Déboute le ou les demandeurs de l'ensemble de leurs demandes

Synthèse de la décision

Question juridique

Le syndicat des copropriétaires, considéré comme non-professionnel, peut-il résilier sans indemnité un contrat de maintenance d'ascenseur tacitement reconduit, faute d'information préalable du prestataire sur la date limite de non-reconduction ?

Principe retenu

Le syndicat des copropriétaires est un non-professionnel au sens de l'article L. 215-1 du code de la consommation. Le prestataire doit l'informer par écrit, dans un délai de 3 mois à 1 mois avant le terme, de la possibilité de ne pas reconduire le contrat. À défaut, le consommateur peut résilier gratuitement à tout moment après la reconduction. En l'espèce, l'information donnée par email avec pièce jointe n'est pas conforme aux exigences légales (lettre nominative ou courrier électronique dédié, encadré apparent).

Faits clés

  • Contrat de maintenance d'ascenseurs conclu le 11 décembre 2015 pour 3 ans, renouvelable par tacite reconduction pour 2 ans.
  • Le syndicat des copropriétaires a résilié le contrat par courrier du 4 octobre 2024, avec effet au 31 décembre 2024.
  • La société OTIS a envoyé un email le 20 mai 2024 au syndic, avec une pièce jointe intitulée 'OTIS Information Relative Echéance'.
  • Le contrat prévoyait une indemnité de résiliation de 80% du montant restant dû en cas de résiliation anticipée.
  • Le syndicat des copropriétaires n'a pas constitué avocat et est défaillant.

Articles cités

article 1103 du code civil article 1104 du code civil article L215-1 du code de la consommation article L215-3 du code de la consommation article 472 du code de procédure civile article 455 du code de procédure civile

Exposé du litige

EXPOSE DU LITIGE Suivant contrat à durée determinée en date du 11 décembre 2015, le syndicat des copropriétaires de l’immeuble [Adresse 2] [Adresse 3] a confié à la SCS OTIS la maintenance des ascenseurs de la copropriété.

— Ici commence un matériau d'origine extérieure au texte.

//! Application configuration structures.

use std::fs;
use std::path::Path;

use serde::{Deserialize, Serialize};
use url::Url;

use crate::error::{AppError, Result};

/// Root application configuration.
#[derive(Debug, Clone, Serialize, Deserialize, Default)]
pub struct Config {
    /// Vendor API and HTTP behavior settings
    #[serde(default)]
    pub vendor: VendorConfig,

    /// Input and output locations
    #[serde(default)]
    pub paths: PathsConfig,

    /// Log output settings
    #[serde(default)]
    pub logging: LoggingConfig,
}

impl Config {
    /// Load configuration from a TOML file.
    pub fn load(path: impl AsRef<Path>) -> Result<Self> {
        let content = fs::read_to_string(path)?;
        Ok(toml::from_str(&content)?)
    }

    /// Load configuration, or `None` if the file does not exist.
    ///
    /// An unreadable or malformed file is an error, never a silent fallback.
    pub fn load_if_present(path: impl AsRef<Path>) -> Result<Option<Self>> {
        match Self::load(path) {
            Err(AppError::Io(e)) if e.kind() == std::io::ErrorKind::NotFound => Ok(None),
            loaded => loaded.map(Some),
        }
    }

    /// Apply the process environment (`token`, `HTTP_PROXY`) on top of the file values.
    pub fn apply_env(&mut self) {
        self.apply_overrides(|key| std::env::var(key).ok());
    }

    /// Apply overrides from a key lookup.
    ///
    /// The token comes from `token`, then from `paths.token_file` when the
    /// configured token is still empty.
    pub fn apply_overrides(&mut self, lookup: impl Fn(&str) -> Option<String>) {
        if let Some(token) = lookup("token").filter(|t| !t.trim().is_empty()) {
            self.vendor.token = token.trim().to_string();
        } else if self.vendor.token.is_empty() {
            if let Ok(token) = fs::read_to_string(&self.paths.token_file) {
                self.vendor.token = token.trim().to_string();
            }
        }

        if let Some(proxy) = lookup("HTTP_PROXY").filter(|p| !p.trim().is_empty()) {
            self.vendor.proxy = Some(proxy.trim().to_string());
        }
    }

    /// Validate configuration values for basic sanity.
    pub fn validate(&self) -> Result<()> {
        if self.vendor.user_agent.trim().is_empty() {
            return Err(AppError::config("vendor.user_agent is empty"));
        }
        if self.vendor.timeout_secs == 0 {
            return Err(AppError::config("vendor.timeout_secs must be > 0"));
        }
        if self.vendor.max_attempts == 0 {
            return Err(AppError::config("vendor.max_attempts must be > 0"));
        }
        if self.vendor.max_concurrent == 0 {
            return Err(AppError::config("vendor.max_concurrent must be > 0"));
        }
        Url::parse(self.vendor.base_url())?;
        if let Some(proxy) = &self.vendor.proxy {
            Url::parse(proxy)?;
        }
        if self.paths.stations_file.trim().is_empty() {
            return Err(AppError::config("paths.stations_file is empty"));
        }
        Ok(())
    }
}

/// Vendor API generation, which decides endpoints and payload shapes.
#[derive(Debug, Clone, Copy, PartialEq, Eq, Serialize, Deserialize, Default)]
#[serde(rename_all = "lowercase")]
pub enum ApiGeneration {
    /// JSON list and JSON detail, token header
    #[default]
    Current,
    /// JSON list and HTML detail page, session cookie
    Legacy,
}

impl ApiGeneration {
    pub fn default_base_url(self) -> &'static str {
        match self {
            ApiGeneration::Current => "https://wemp.issks.com",
            ApiGeneration::Legacy => "https://api.issks.com",
        }
    }
}

/// Vendor API and HTTP client settings.
#[derive(Debug, Clone, Serialize, Deserialize)]
pub struct VendorConfig {
    /// Which API generation to talk to
    #[serde(default)]
    pub generation: ApiGeneration,

    /// Override for the generation's base URL
    #[serde(default)]
    pub base_url: Option<String>,

    /// User-Agent header for HTTP requests
    #[serde(default = "defaults::user_agent")]
    pub user_agent: String,

    /// Value of the `token` header
    #[serde(default)]
    pub token: String,

    /// Session cookie (e.g. `JSESSIONID=...`), legacy API only
    #[serde(default)]
    pub session_cookie: Option<String>,

    /// HTTP proxy URL
    #[serde(default)]
    pub proxy: Option<String>,

    /// Skip TLS certificate validation (the vendor chain is invalid)
    #[serde(default = "defaults::accept_invalid_certs")]
    pub accept_invalid_certs: bool,

    /// Request timeout in seconds
    #[serde(default = "defaults::timeout")]
    pub timeout_secs: u64,

    /// Attempts per request, including the first
    #[serde(default = "defaults::max_attempts")]
    pub max_attempts: u32,

    /// Maximum concurrent requests
    #[serde(default = "defaults::max_concurrent")]
    pub max_concurrent: usize,
}

impl VendorConfig {
    /// Effective base URL, without a trailing slash.
    pub fn base_url(&self) -> &str {
        self.base_url
            .as_deref()
            .unwrap_or_else(|| self.generation.default_base_url())
            .trim_end_matches('/')
    }
}

impl Default for VendorConfig {
    fn default() -> Self {
        Self {
            generation: ApiGeneration::default(),
            base_url: None,
            user_agent: defaults::user_agent(),
            token: String::new(),
            session_cookie: None,
            proxy: None,
            accept_invalid_certs: defaults::accept_invalid_certs(),
            timeout_secs: defaults::timeout(),
            max_attempts: defaults::max_attempts(),
            max_concurrent: defaults::max_concurrent(),
        }
    }
}

/// File locations.
#[derive(Debug, Clone, Serialize, Deserialize)]
pub struct PathsConfig {
    /// Station directory (JSON array)
    #[serde(default = "defaults::stations_file")]
    pub stations_file: String,

    /// Outlet number cache; disabled when absent
    #[serde(default)]
    pub outlet_cache: Option<String>,

    /// File holding the token when the environment does not
    #[serde(default = "defaults::token_file")]
    pub token_file: String,

    /// Where the report and snapshots are written
    #[serde(default = "defaults::output_dir")]
    pub output_dir: String,
}

impl Default for PathsConfig {
    fn default() -> Self {
        Self {
            stations_file: defaults::stations_file(),
            outlet_cache: None,
            token_file: defaults::token_file(),
            output_dir: defaults::output_dir(),
        }
    }
}

/// Logging settings.
#[derive(Debug, Clone, Serialize, Deserialize)]
pub struct LoggingConfig {
    /// Default filter when `RUST_LOG` is unset
    #[serde(default = "defaults::log_level")]
    pub level: String,
}

impl Default for LoggingConfig {
    fn default() -> Self {
        Self {
            level: defaults::log_level(),
        }
    }
}

mod defaults {
    // Vendor defaults
    pub fn user_agent() -> String {
        "Mozilla/5.0 (Windows NT 6.1; WOW64) AppleWebKit/537.36 (KHTML, like Gecko) \
         Chrome/81.0.4044.138 Safari/537.36 NetType/WIFI MicroMessenger/7.0.20.1781(0x6700143B) \
         WindowsWechat(0x6307061d)"
            .into()
    }
    pub fn accept_invalid_certs() -> bool {
        true
    }
    pub fn timeout() -> u64 {
        30
    }
    pub fn max_attempts() -> u32 {
        3
    }
    pub fn max_concurrent() -> usize {
        16
    }

    // Path defaults
    pub fn stations_file() -> String {
        "stations.json".into()
    }
    pub fn token_file() -> String {
        "token.json".into()
    }
    pub fn output_dir() -> String {
        "build".into()
    }

    pub fn log_level() -> String {
        "info".into()
    }
}

#[cfg(test)]
mod tests {
    use super::*;
    use tempfile::TempDir;

    #[test]
    fn test_defaults_are_valid() {
        let config = Config::default();
        assert!(config.validate().is_ok());
        assert_eq!(config.vendor.max_attempts, 3);
        assert!(config.vendor.accept_invalid_certs);
        assert_eq!(config.vendor.base_url(), "https://wemp.issks.com");
    }

    #[test]
    fn test_partial_toml_fills_defaults() {
        let config: Config = toml::from_str(
            r#"
            [vendor]
            generation = "legacy"
            base_url = "http://localhost:8080/"
            session_cookie = "JSESSIONID=abc"

            [paths]
            outlet_cache = "cache/outlets.json"
            "#,
        )
        .unwrap();

        assert_eq!(config.vendor.generation, ApiGeneration::Legacy);
        assert_eq!(config.vendor.base_url(), "http://localhost:8080");
        assert_eq!(config.vendor.timeout_secs, 30);
        assert_eq!(config.paths.stations_file, "stations.json");
        assert_eq!(config.paths.outlet_cache.as_deref(), Some("cache/outlets.json"));
        assert_eq!(config.logging.level, "info");
    }

    #[test]
    fn test_validate_rejects_bad_values() {
        let mut config = Config::default();
        config.vendor.max_attempts = 0;
        assert!(config.validate().is_err());

        let mut config = Config::default();
        config.vendor.proxy = Some("not a url".into());
        assert!(config.validate().is_err());

        let mut config = Config::default();
        config.vendor.max_concurrent = 0;
        assert!(config.validate().is_err());
    }

    #[test]
    fn test_env_overrides() {
        let mut config = Config::default();
        config.apply_overrides(|key| match key {
            "token" => Some(" abc123 \n".to_string()),
            "HTTP_PROXY" => Some("http://127.0.0.1:7890".to_string()),
            _ => None,
        });
        assert_eq!(config.vendor.token, "abc123");
        assert_eq!(config.vendor.proxy.as_deref(), Some("http://127.0.0.1:7890"));
    }

    #[test]
    fn test_token_file_fallback() {
        let dir = TempDir::new().unwrap();
        let token_path = dir.path().join("token.json");
        fs::write(&token_path, "from-file\n").unwrap();

        let mut config = Config::default();
        config.paths.token_file = token_path.to_string_lossy().into_owned();
        config.apply_overrides(|_| None);

        assert_eq!(config.vendor.token, "from-file");
        assert_eq!(config.vendor.proxy, None);
    }

    #[test]
    fn test_load_if_present_on_missing_file() {
        let dir = TempDir::new().unwrap();
        let config = Config::load_if_present(dir.path().join("missing.toml")).unwrap();
        assert!(config.is_none());
    }

    #[test]
    fn test_load_if_present_rejects_malformed_toml() {
        let dir = TempDir::new().unwrap();
        let path = dir.path().join("broken.toml");
        fs::write(&path, "[vendor\nbroken").unwrap();

        let err = Config::load_if_present(&path).unwrap_err();
        assert!(matches!(err, AppError::Toml(_)));
    }

    #[test]
    fn test_load_if_present_reads_file() {
        let dir = TempDir::new().unwrap();
        let path = dir.path().join("chargewatch.toml");
        fs::write(&path, "[logging]\nlevel = \"debug\"\n").unwrap();

        let config = Config::load_if_present(&path).unwrap().unwrap();
        assert_eq!(config.logging.level, "debug");
        assert_eq!(config.vendor.max_attempts, 3);
    }
}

Le syndicat des copropriétaires a adressé le 4 octobre 2024 à la SCS OTIS un courrier de résiliation du contrat à effet du 31 décembre 2024. La SCS OTIS, considérant cette décision comme une résiliation anticipée du contrat tacitement reconduit, a fait assigner le syndicat des copropriétaires de l’immeuble [Adresse 5], par acte de commissaire de justice signifié à personne le 1er septembre 2025 devant le tribunal judiciaire de Versailles aux fins de voir prononcer la condamnation du syndicat des copropriétaires à lui payer la somme de 30.787,68 euros HT à titre d’indemnité de résiliation avec intérêts au taux légal à compter de l’assignation, la somme de 3.000 euros au titre de l’article 700 du code de procédure civile, outre les dépens. Le syndicat des copropriétaires, régulièrement assigné, n'a pas constitué avocat. Le présent jugement sera en conséquence réputé contradictoire. Le tribunal renvoie, conformément aux dispositions de l’article 455 du code de procédure civile, à l’assignation, pour l’exposé détaillé des moyens et prétentions du demandeur. La clôture a été prononcée le 19 janvier 2026. L’affaire a été fixée à l'audience du 14 avril 2026 et mise en délibéré au 19 juin 2026 par mise à disposition au greffe.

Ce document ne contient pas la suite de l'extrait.